- How to complete this task: The records below hold a stretch from the line with "Path to settings.yml" through the line with "seconds (default 30)"; return exactly those lines, ends included, and nothing more.

(Data extracts)

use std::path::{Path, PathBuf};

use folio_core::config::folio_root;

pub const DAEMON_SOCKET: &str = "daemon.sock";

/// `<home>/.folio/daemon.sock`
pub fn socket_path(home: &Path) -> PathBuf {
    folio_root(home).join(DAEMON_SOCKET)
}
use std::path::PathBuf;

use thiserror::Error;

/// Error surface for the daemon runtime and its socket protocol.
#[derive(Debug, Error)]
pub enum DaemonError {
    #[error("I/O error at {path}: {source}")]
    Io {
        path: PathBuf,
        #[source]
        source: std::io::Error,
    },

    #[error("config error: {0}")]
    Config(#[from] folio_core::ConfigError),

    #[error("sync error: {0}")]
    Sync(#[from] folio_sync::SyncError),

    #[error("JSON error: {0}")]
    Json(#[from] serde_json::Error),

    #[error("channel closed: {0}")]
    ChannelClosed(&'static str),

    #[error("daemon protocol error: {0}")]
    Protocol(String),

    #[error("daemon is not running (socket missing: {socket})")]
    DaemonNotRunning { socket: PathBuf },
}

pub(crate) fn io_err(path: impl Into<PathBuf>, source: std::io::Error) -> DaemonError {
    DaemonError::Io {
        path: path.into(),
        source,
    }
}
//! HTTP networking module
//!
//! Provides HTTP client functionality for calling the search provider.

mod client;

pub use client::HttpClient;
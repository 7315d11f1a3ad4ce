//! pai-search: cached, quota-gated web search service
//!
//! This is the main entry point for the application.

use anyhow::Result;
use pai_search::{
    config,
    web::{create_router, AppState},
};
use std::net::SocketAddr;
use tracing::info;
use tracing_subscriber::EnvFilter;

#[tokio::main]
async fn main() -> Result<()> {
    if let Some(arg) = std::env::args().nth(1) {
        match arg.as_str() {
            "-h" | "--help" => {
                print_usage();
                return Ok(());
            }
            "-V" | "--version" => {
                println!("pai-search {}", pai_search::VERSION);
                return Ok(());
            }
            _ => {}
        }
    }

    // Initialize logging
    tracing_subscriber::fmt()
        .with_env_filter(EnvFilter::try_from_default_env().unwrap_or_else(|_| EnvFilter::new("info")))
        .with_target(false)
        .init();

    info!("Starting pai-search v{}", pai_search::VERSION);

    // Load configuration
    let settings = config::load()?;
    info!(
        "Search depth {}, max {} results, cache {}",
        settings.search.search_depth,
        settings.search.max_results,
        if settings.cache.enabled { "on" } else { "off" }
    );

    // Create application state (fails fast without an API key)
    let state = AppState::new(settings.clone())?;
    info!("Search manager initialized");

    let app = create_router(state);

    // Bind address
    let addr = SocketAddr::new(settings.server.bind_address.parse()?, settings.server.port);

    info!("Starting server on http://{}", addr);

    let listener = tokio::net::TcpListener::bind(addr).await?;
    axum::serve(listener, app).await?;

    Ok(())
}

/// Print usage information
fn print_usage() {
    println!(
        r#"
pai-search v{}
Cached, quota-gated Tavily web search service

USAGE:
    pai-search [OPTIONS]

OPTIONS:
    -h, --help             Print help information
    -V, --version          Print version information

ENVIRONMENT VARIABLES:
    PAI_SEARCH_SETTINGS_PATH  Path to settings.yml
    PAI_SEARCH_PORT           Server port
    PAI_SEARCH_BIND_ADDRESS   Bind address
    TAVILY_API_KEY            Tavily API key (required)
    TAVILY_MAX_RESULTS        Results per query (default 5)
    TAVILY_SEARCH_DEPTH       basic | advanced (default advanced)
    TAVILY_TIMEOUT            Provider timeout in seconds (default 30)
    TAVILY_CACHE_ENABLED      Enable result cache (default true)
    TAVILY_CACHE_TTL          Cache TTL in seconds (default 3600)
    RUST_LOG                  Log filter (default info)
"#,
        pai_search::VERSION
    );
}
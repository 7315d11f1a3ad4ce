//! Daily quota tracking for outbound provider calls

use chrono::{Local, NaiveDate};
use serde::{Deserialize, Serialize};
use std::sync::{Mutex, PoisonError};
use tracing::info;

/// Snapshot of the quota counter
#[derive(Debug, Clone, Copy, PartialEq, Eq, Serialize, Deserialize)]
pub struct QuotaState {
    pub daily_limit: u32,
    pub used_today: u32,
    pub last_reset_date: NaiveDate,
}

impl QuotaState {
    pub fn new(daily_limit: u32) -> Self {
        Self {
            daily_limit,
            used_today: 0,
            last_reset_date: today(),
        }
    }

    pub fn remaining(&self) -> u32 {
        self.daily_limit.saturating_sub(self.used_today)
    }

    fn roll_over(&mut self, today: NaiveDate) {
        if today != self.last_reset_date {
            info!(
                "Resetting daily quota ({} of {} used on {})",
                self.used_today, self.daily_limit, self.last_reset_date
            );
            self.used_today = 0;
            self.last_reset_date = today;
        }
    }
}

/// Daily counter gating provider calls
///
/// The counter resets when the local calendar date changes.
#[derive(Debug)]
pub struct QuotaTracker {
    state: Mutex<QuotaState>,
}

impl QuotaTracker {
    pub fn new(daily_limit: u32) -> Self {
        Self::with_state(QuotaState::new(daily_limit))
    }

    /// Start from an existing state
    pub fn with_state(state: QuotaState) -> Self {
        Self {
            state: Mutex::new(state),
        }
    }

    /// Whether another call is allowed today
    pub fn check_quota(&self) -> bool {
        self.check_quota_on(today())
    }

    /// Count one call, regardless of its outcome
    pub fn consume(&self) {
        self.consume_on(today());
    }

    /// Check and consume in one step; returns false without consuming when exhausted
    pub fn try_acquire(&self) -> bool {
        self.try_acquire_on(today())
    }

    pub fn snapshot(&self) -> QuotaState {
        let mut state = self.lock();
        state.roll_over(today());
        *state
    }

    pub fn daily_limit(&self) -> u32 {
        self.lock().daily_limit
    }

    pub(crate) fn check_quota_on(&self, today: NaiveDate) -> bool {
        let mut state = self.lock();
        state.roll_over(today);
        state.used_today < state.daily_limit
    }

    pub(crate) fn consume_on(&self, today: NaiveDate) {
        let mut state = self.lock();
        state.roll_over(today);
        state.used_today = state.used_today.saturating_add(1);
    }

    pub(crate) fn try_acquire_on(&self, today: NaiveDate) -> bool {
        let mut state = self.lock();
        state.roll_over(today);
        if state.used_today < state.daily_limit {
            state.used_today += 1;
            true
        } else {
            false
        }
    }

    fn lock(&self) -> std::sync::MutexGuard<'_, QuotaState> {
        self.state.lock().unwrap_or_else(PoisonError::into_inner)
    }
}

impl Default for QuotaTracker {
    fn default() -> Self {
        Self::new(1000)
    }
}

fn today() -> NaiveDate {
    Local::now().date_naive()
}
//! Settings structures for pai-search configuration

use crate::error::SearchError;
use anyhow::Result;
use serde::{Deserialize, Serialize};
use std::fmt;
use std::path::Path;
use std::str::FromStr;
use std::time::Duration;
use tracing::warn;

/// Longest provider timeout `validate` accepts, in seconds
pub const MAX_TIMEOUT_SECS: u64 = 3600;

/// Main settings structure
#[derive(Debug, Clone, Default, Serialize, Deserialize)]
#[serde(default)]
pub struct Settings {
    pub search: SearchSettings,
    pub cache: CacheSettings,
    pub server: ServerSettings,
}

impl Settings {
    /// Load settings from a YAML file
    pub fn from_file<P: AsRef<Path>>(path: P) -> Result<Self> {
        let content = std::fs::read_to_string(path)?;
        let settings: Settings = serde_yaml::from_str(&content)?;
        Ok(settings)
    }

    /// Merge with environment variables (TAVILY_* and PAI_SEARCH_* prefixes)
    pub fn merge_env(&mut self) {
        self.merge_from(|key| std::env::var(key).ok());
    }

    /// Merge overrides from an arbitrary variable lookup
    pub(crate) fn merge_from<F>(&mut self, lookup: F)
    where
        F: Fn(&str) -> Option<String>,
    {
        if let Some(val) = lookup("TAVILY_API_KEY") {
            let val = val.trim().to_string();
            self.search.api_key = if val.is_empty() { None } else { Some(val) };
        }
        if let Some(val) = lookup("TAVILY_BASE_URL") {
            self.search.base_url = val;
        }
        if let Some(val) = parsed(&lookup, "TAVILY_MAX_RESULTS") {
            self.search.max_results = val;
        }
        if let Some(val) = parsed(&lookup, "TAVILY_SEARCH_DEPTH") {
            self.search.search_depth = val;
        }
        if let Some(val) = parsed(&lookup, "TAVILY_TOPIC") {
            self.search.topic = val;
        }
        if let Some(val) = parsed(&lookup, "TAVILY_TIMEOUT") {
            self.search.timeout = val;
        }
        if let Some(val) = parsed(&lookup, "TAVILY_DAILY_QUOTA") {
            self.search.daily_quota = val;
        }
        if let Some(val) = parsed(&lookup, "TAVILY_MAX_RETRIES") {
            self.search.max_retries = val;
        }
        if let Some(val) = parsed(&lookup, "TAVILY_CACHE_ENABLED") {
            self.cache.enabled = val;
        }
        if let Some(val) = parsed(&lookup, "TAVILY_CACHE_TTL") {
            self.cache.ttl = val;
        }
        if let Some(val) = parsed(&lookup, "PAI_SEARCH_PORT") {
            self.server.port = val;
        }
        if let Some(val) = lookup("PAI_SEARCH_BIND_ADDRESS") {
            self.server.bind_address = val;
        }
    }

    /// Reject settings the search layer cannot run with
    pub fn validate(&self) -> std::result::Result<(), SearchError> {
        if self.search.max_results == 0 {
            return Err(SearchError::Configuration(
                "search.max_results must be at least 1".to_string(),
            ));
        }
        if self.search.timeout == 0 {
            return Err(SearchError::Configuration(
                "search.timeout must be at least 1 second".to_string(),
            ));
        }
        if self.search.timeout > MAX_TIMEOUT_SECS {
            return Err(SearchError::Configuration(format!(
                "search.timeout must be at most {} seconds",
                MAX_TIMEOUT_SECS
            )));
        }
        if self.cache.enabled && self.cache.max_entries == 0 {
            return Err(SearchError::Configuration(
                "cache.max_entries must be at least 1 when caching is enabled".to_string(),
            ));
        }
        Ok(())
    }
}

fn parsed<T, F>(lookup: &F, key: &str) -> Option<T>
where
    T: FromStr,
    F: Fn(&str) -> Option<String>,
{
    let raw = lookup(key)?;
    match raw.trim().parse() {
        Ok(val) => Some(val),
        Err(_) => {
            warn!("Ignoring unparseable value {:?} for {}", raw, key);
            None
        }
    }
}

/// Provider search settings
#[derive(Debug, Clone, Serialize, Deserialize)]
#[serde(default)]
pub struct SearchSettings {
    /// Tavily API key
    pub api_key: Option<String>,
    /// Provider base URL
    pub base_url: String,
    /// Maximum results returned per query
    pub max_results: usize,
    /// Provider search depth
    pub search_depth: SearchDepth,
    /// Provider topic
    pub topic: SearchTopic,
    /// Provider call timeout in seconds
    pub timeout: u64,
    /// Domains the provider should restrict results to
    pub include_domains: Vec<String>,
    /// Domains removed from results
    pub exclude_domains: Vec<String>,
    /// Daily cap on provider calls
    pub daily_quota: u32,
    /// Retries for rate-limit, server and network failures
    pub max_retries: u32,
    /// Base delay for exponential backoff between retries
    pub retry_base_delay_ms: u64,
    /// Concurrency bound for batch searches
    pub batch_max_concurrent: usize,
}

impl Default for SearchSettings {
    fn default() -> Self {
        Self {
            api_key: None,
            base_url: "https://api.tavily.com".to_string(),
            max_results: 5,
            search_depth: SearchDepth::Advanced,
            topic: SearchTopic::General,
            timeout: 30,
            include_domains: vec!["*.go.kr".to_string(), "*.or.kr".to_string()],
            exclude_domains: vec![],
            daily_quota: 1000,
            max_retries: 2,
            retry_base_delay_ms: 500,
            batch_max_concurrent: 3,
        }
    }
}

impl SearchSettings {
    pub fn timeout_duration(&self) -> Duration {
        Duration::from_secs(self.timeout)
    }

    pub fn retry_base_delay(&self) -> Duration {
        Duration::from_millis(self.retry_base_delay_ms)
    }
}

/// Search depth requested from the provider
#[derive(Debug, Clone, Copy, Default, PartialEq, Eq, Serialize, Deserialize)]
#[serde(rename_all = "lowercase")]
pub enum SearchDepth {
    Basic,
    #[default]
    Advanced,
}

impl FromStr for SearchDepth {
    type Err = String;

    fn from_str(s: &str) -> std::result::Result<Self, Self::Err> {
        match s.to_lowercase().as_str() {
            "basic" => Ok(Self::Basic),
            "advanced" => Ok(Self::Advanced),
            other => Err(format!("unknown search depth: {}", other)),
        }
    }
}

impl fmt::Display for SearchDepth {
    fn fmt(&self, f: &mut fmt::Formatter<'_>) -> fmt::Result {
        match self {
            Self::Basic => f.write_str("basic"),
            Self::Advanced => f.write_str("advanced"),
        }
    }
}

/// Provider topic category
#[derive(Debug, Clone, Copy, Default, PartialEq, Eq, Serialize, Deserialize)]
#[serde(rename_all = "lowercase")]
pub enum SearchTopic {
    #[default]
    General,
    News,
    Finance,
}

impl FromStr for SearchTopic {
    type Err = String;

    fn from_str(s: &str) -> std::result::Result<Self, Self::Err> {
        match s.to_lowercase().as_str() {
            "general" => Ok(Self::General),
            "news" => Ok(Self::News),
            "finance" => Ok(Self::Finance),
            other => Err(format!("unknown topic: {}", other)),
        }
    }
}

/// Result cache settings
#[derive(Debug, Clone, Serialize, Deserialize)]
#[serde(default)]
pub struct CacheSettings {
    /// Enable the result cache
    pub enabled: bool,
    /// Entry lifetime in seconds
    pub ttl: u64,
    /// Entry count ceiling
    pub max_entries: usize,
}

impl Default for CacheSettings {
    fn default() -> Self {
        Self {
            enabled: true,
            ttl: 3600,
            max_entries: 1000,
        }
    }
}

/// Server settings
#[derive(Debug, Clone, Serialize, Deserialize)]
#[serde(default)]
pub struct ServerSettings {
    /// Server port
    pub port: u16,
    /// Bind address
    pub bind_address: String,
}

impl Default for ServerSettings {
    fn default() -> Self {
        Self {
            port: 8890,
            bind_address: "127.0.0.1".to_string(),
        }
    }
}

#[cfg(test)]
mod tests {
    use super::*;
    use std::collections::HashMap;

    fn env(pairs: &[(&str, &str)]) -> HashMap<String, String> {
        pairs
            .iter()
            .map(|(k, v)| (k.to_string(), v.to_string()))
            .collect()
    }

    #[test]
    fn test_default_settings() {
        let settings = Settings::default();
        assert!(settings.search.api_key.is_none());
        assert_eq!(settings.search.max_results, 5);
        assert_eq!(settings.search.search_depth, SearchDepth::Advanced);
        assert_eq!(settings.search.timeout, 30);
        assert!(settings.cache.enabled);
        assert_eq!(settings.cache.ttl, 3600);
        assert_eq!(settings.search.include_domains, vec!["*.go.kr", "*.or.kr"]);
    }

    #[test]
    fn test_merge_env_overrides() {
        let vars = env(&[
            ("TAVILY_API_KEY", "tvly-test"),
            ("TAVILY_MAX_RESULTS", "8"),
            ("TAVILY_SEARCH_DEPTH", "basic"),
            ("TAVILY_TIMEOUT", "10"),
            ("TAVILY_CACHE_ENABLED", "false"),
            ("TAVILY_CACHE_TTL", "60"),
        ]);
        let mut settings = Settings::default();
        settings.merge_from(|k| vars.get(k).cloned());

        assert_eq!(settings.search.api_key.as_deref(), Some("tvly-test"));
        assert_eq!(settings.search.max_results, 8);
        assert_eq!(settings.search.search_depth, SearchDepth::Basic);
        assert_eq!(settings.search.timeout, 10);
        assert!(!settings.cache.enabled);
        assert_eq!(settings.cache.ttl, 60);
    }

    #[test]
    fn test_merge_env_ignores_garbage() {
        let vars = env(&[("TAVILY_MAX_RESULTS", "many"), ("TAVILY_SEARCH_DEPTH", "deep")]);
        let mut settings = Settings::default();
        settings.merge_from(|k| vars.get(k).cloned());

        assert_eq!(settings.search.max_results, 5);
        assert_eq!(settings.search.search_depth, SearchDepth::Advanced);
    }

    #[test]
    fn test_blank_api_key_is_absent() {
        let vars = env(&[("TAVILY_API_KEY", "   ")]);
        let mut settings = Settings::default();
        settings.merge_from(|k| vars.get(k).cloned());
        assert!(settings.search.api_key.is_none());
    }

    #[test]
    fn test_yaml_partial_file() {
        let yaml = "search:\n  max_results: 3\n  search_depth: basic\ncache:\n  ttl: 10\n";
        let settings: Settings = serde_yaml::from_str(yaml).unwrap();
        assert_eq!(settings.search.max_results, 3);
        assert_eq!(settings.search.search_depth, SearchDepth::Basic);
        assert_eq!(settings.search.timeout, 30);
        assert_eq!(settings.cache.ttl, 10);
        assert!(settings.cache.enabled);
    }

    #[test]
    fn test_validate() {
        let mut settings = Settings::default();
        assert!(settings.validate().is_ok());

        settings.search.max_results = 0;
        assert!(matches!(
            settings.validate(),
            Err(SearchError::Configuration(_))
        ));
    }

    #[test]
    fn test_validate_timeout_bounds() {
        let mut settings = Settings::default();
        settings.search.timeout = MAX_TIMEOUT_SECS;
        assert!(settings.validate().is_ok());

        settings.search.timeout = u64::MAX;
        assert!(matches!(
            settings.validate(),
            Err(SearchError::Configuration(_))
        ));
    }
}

(End Data extracts)

- Result:
    PAI_SEARCH_SETTINGS_PATH  Path to settings.yml
    PAI_SEARCH_PORT           Server port
    PAI_SEARCH_BIND_ADDRESS   Bind address
    TAVILY_API_KEY            Tavily API key (required)
    TAVILY_MAX_RESULTS        Results per query (default 5)
    TAVILY_SEARCH_DEPTH       basic | advanced (default advanced)
    TAVILY_TIMEOUT            Provider timeout in seconds (default 30)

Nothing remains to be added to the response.